» **Task item**:
When the line containing "use std::fmt;" appears in the data below, begin copying there and stop only after the line containing "pub struct RouteKey(String);".
[Records supplied — start]
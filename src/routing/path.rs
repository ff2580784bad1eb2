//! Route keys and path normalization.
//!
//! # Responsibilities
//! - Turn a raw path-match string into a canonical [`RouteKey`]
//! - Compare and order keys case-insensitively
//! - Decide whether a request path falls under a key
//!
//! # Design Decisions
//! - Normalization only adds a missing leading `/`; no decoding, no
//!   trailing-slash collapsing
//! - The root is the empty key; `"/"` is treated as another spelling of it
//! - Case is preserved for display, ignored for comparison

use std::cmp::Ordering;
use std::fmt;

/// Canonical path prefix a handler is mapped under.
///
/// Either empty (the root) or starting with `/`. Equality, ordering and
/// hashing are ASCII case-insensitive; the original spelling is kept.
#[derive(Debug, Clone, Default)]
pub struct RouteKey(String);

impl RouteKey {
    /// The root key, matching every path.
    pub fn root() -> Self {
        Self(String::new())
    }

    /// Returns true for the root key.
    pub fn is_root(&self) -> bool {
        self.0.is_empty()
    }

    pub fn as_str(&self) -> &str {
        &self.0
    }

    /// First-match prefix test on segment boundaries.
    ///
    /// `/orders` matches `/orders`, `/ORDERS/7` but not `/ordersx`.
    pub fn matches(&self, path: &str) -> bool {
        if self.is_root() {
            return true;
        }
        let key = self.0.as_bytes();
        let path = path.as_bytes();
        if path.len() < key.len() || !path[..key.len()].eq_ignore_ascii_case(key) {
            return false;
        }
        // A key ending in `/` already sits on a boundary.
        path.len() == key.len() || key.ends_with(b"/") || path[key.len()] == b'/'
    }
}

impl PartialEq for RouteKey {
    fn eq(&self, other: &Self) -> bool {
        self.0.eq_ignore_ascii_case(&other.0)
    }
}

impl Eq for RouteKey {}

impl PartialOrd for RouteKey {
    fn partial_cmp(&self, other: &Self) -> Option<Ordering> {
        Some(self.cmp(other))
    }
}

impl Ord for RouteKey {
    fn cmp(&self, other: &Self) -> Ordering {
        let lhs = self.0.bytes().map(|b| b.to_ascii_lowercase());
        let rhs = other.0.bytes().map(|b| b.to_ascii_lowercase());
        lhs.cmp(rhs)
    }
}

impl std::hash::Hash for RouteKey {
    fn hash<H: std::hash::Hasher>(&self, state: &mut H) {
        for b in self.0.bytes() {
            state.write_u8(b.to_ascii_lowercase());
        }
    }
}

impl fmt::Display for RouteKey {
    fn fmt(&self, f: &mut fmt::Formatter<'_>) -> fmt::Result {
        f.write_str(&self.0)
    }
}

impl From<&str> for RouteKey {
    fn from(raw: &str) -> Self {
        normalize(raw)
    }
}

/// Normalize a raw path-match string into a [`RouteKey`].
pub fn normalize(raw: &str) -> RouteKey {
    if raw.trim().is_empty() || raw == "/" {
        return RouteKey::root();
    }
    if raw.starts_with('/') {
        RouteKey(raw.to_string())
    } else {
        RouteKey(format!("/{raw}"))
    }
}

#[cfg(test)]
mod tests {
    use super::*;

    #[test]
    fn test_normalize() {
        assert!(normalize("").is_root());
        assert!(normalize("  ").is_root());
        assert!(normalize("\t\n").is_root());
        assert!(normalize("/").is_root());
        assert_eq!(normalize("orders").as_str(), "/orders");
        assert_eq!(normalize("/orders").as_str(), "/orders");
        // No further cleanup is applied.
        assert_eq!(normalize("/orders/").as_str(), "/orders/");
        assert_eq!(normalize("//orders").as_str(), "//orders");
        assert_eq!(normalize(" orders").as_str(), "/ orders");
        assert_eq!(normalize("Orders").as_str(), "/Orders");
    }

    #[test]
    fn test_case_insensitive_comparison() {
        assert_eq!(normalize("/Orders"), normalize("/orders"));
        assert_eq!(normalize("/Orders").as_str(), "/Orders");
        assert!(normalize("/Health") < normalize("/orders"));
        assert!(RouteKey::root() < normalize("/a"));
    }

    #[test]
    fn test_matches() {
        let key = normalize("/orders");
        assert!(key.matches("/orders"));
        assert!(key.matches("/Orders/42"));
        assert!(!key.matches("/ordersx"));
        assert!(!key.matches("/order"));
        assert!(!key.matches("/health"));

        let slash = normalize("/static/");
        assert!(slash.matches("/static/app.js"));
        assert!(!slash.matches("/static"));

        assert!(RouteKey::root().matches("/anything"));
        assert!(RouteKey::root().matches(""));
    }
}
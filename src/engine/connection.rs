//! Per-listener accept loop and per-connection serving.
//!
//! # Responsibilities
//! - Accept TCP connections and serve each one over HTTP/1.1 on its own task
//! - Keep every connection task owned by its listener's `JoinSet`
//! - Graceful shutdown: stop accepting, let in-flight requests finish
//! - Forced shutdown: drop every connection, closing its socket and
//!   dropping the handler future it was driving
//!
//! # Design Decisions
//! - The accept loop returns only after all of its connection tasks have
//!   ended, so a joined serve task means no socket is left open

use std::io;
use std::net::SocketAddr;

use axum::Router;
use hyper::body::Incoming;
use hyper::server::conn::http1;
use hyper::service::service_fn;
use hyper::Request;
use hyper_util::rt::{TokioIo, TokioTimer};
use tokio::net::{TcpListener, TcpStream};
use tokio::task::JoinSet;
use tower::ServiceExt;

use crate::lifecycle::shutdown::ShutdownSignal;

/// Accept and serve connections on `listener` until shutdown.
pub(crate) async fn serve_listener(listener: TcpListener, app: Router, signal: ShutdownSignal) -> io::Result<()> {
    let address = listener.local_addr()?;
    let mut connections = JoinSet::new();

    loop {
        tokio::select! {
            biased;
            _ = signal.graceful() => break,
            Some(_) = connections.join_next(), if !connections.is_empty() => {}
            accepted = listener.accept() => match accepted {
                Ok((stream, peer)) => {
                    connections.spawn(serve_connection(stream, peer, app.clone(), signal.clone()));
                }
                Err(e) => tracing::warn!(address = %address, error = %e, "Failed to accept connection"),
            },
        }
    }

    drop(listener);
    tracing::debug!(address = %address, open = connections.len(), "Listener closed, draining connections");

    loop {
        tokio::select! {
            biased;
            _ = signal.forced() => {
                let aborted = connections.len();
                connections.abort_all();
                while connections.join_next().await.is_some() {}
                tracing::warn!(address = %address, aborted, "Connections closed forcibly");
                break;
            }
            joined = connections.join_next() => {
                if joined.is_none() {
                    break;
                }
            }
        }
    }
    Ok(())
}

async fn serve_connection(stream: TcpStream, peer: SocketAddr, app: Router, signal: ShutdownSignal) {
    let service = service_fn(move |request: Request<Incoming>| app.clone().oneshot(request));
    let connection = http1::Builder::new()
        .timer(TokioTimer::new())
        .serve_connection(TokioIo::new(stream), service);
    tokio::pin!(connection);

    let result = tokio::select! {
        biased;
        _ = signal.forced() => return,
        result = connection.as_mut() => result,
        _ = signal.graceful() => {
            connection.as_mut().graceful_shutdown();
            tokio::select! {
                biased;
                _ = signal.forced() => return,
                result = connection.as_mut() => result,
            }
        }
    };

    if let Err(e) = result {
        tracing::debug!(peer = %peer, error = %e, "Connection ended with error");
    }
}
[Records supplied — finish]
» **Answer to this exercise**:
use std::fmt;

/// Canonical path prefix a handler is mapped under.
///
/// Either empty (the root) or starting with `/`. Equality, ordering and
/// hashing are ASCII case-insensitive; the original spelling is kept.
#[derive(Debug, Clone, Default)]
pub struct RouteKey(String);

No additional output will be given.